Technology, especially AI, plays a pivotal role across different stages of our operations. From prospecting to selling, our sales team utilizes an app equipped with AI to identify potential customers, enhancing sales productivity. In underwriting, AI is integrated into rule engines to streamline the process. We leverage technology in customer engagement, rewarding healthy behaviours tracked through our app. Additionally, technology aids in claims prediction and, significantly, in fraud management. About 80 per cent of our services are self-service, empowering customers to manage their needs independently.

Q

Could you provide more insights into the different elements of fraud in the health insurance industry?

A

Fraud in health insurance comprises three elements: hard fraud, waste, and abuse.

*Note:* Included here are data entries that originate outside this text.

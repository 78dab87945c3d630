//! The validation engine.
//!
//! A pass probes every candidate at most once with a fixed pool of workers
//! pulling indices from a shared cursor. Two cancellation layers apply: each
//! probe is bounded by `timeout_ms`, and the whole pass by the caller's
//! [`CancellationToken`], which also interrupts probes already in flight.

mod checker;
mod config;
mod models;

use std::{
    sync::{
        atomic::{AtomicUsize, Ordering},
        Arc,
    },
    time::Duration,
};

use chrono::Utc;
use hashbrown::HashSet;
use hyper::Uri;
use parking_lot::Mutex;
use tokio::{task::JoinSet, time};
use tokio_util::sync::CancellationToken;

pub use checker::{is_live_status, HttpProber, Prober};
pub use config::{AppliedOptions, OptionsUpdate, ValidationOptions};
pub use models::{
    FailureSample, PassState, ProgressState, ProgressUpdate, ValidationObserver,
    ValidationProgress, ValidationSummary,
};

use crate::{
    error::{Error, Result},
    proxy::models::ProxyCandidate,
};

/// Runs validation passes with a given [`Prober`].
#[derive(Clone)]
pub struct ProxyValidator {
    prober: Arc<dyn Prober>,
}

impl Default for ProxyValidator {
    fn default() -> Self {
        Self::new(Arc::new(HttpProber))
    }
}

/// Bookkeeping shared by the workers of one pass.
#[derive(Default)]
struct Tally {
    tested: usize,
    approved: usize,
    approved_set: HashSet<ProxyCandidate>,
    approved_proxies: Vec<ProxyCandidate>,
    failure_samples: Vec<FailureSample>,
}

/// Everything a worker needs; shared behind an `Arc`.
struct Pass {
    candidates: Vec<ProxyCandidate>,
    cursor: AtomicUsize,
    tally: Mutex<Tally>,
    target: Uri,
    timeout: Duration,
    max_failure_samples: usize,
    prober: Arc<dyn Prober>,
    observer: Arc<dyn ValidationObserver>,
    cancel: CancellationToken,
}

impl Pass {
    /// Claims the next unprobed index, or `None` when the list is exhausted.
    fn claim(&self) -> Option<ProxyCandidate> {
        let index = self.cursor.fetch_add(1, Ordering::SeqCst);
        self.candidates.get(index).copied()
    }

    /// One probe bounded by the per-probe timeout.
    async fn probe(&self, proxy: &ProxyCandidate) -> Result<u16> {
        match time::timeout(self.timeout, self.prober.probe(proxy, &self.target)).await {
            Ok(outcome) => outcome,
            Err(_) => Err(Error::probe(
                format!("timed out after {} ms", self.timeout.as_millis()),
                None,
            )),
        }
    }

    fn record(&self, proxy: ProxyCandidate, outcome: Result<u16>) {
        let mut tally = self.tally.lock();
        tally.tested += 1;

        match outcome {
            Ok(_) => {
                tally.approved += 1;
                if tally.approved_set.insert(proxy) {
                    tally.approved_proxies.push(proxy);
                    self.observer.on_approved(&proxy, tally.approved);
                }
            }
            Err(err) => {
                #[cfg(feature = "log")]
                log::trace!("{}: rejected: {}", proxy, err);
                if tally.failure_samples.len() < self.max_failure_samples {
                    let (reason, status) = match err {
                        Error::Probe { reason, status } => (reason, status),
                        other => (other.to_string(), None),
                    };
                    tally.failure_samples.push(FailureSample {
                        proxy,
                        reason,
                        status,
                    });
                }
            }
        }

        if !self.cancel.is_cancelled() {
            self.observer.on_progress(ProgressUpdate::new(
                self.candidates.len(),
                tally.tested,
                tally.approved,
            ));
        }
    }
}

async fn do_work(pass: Arc<Pass>) {
    loop {
        if pass.cancel.is_cancelled() {
            break;
        }
        let Some(proxy) = pass.claim() else {
            break;
        };

        // Dropping the probe future closes its sockets; an interrupted probe
        // is not counted as tested.
        let outcome = tokio::select! {
            biased;
            _ = pass.cancel.cancelled() => break,
            outcome = pass.probe(&proxy) => outcome,
        };
        pass.record(proxy, outcome);
    }
}

impl ProxyValidator {
    pub fn new(prober: Arc<dyn Prober>) -> Self {
        Self { prober }
    }

    /// Probes every candidate once and summarises the pass.
    ///
    /// Fails only on malformed options or when a worker task dies; probe
    /// failures end up in the summary. When `cancel` fires before every
    /// candidate was probed the summary is marked `aborted`.
    pub async fn validate(
        &self,
        candidates: Vec<ProxyCandidate>,
        options: &ValidationOptions,
        cancel: &CancellationToken,
        observer: Arc<dyn ValidationObserver>,
    ) -> Result<ValidationSummary> {
        let target = options.target_uri()?;
        let started = time::Instant::now();

        if candidates.is_empty() {
            return Ok(ValidationSummary {
                total: 0,
                tested: 0,
                approved: 0,
                rejected: 0,
                duration_ms: 0,
                completed_at: Utc::now(),
                target_url: options.target_url.clone(),
                timeout_ms: options.timeout_ms,
                concurrency: 0,
                failure_samples: vec![],
                state: PassState::Completed,
                aborted: false,
                approved_proxies: vec![],
            });
        }

        let total = candidates.len();
        let workers = options.concurrency.clamp(1, total);

        #[cfg(feature = "log")]
        log::debug!(
            "Validating {} proxies against {} with {} workers",
            total,
            target,
            workers
        );

        let pass = Arc::new(Pass {
            candidates,
            cursor: AtomicUsize::new(0),
            tally: Mutex::new(Tally::default()),
            target,
            timeout: Duration::from_millis(options.timeout_ms),
            max_failure_samples: options.max_failure_samples,
            prober: Arc::clone(&self.prober),
            observer,
            cancel: cancel.clone(),
        });

        let mut tasks = JoinSet::new();
        for _ in 0..workers {
            tasks.spawn(do_work(Arc::clone(&pass)));
        }

        // Drain every worker before deciding the outcome.
        let mut worker_error = None;
        while let Some(joined) = tasks.join_next().await {
            if let Err(e) = joined {
                worker_error.get_or_insert(e);
            }
        }
        if let Some(e) = worker_error {
            return Err(Error::engine(format!("validation worker failed: {}", e)));
        }

        let mut tally = std::mem::take(&mut *pass.tally.lock());
        let aborted = tally.tested < total;

        let mut seen = HashSet::with_capacity(tally.approved_proxies.len());
        tally.approved_proxies.retain(|proxy| seen.insert(*proxy));

        #[cfg(feature = "log")]
        log::debug!(
            "Validation {} in {:?}: {}/{} approved, {} tested",
            if aborted { "aborted" } else { "finished" },
            started.elapsed(),
            tally.approved,
            total,
            tally.tested
        );

        Ok(ValidationSummary {
            total,
            tested: tally.tested,
            approved: tally.approved,
            rejected: tally.tested - tally.approved,
            duration_ms: started.elapsed().as_millis() as u64,
            completed_at: Utc::now(),
            target_url: options.target_url.clone(),
            timeout_ms: options.timeout_ms,
            concurrency: workers,
            failure_samples: tally.failure_samples,
            state: if aborted {
                PassState::Cancelled
            } else {
                PassState::Completed
            },
            aborted,
            approved_proxies: tally.approved_proxies,
        })
    }
}
use std::{sync::Arc, time::Duration};

use tokio::{
    task::JoinHandle,
    time::{self, MissedTickBehavior},
};
use tokio_util::sync::CancellationToken;

use super::ProxyCache;

/// Handle of the periodic refresh task started by [`ProxyCache::start`].
///
/// Dropping the handle leaves the task running until the runtime shuts down.
pub struct Scheduler {
    stop: CancellationToken,
    handle: JoinHandle<()>,
}

impl Scheduler {
    pub(super) fn spawn(cache: Arc<ProxyCache>, every: Duration) -> Self {
        let stop = CancellationToken::new();
        let handle = tokio::spawn(run(cache, every, stop.clone()));
        Self { stop, handle }
    }

    /// Stops scheduling new refreshes. A cycle already running completes.
    pub fn stop(&self) {
        self.stop.cancel();
    }

    pub fn is_stopped(&self) -> bool {
        self.handle.is_finished()
    }
}

async fn run(cache: Arc<ProxyCache>, every: Duration, stop: CancellationToken) {
    // The first tick fires immediately.
    let mut ticker = time::interval(every.max(Duration::from_millis(1)));
    ticker.set_missed_tick_behavior(MissedTickBehavior::Delay);

    loop {
        tokio::select! {
            biased;
            _ = stop.cancelled() => break,
            _ = ticker.tick() => {
                let cache = Arc::clone(&cache);
                tokio::spawn(async move {
                    if let Err(_e) = cache.refresh().await {
                        #[cfg(feature = "log")]
                        log::error!("Scheduled refresh failed: {}", _e);
                    }
                });
            }
        }
    }

    #[cfg(feature = "log")]
    log::debug!("Refresh scheduler stopped");
}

Hard fraud involves fictitious claims, while waste and abuse occur when claims surpass actual costs, exploiting the insurance system. Examples include overcharging for medical procedures. In some instances, fraudulent claims involve fabricated incidents or connivance with hospitals. The industry faces challenges related to non-disclosure by customers or fraudulent actions by distributors.

Q

Have you observed an increase in coverage for retail and group health insurance policies post-COVID?

A

Yes, there has been a notable increase in both retail and group health insurance policies. Corporations are not only more willing to provide health insurance but are also expanding the scope of coverage. Critical illness coverage and corporate outpatient department (OPD) expenses are on the rise. In the retail sector, there's a trend towards higher sum assured, as people recognize the importance of comprehensive coverage in light of increasing healthcare costs. Innovations, such as rewarding policyholders for maintaining good health, contribute to the evolving landscape of health insurance.

Q

How much has the average claim size increased, and what factors contributed to this rise?

A

The average claim size has increased from 45,000 to a range of 60,000-65,000. This escalation is primarily driven by rising hospital costs and increased treatment expenses.

Q

Over the past three years, how much and why has the premium increased, and do you anticipate further increases?

A

Premiums have increased twice in the last three years, directly linked to the escalating cost of claims. Also, the sector observed a rise in the incidence of infectious diseases, heart problems, and cancer post-COVID. Health insurance essentially funds healthcare costs, and any increase in healthcare expenses necessitates a corresponding increase in premiums. Efforts, such as collaborative industry initiatives to reduce fraud and enhance claim processing efficiency, are being undertaken to mitigate the impact on premiums. The focus is on achieving 100 per cent cashless transactions and implementing measures like health claims exchange and common empanelment as recommended by regulators.

Q

What percentage of your premium is derived from retail health insurance?

A

Approximately 52-55 per cent of our premium comes from retail health insurance.

Q

Within retail, what percentage of premium is contributed by bancassurance?

A

Within the retail segment, bancassurance accounts for about 50 per cent of the premium.

Q

Could you provide an overview of Bima Vistaar and how it aims to address the gap in health insurance coverage?

A

Bima Vistaar is currently in the discussion stage and aligns with the vision of the regulatory body, Irdai Chairman, Debasish Panda. The goal is to bridge the gap in health insurance coverage for the missing middle segment—approximately 40 crore people—by creating affordable insurance solutions. Bima Vistaar aims to offer life, health, and other forms of insurance, including home insurance, through channels such as Bima Vahak (insurance correspondents). The initiative is geared towards providing accessible and affordable health insurance for those who need it but may struggle to afford it. Progress has been made, and it is anticipated that the initiative will be ready for market introduction within the next six to nine months, with potential acceleration through state adoption.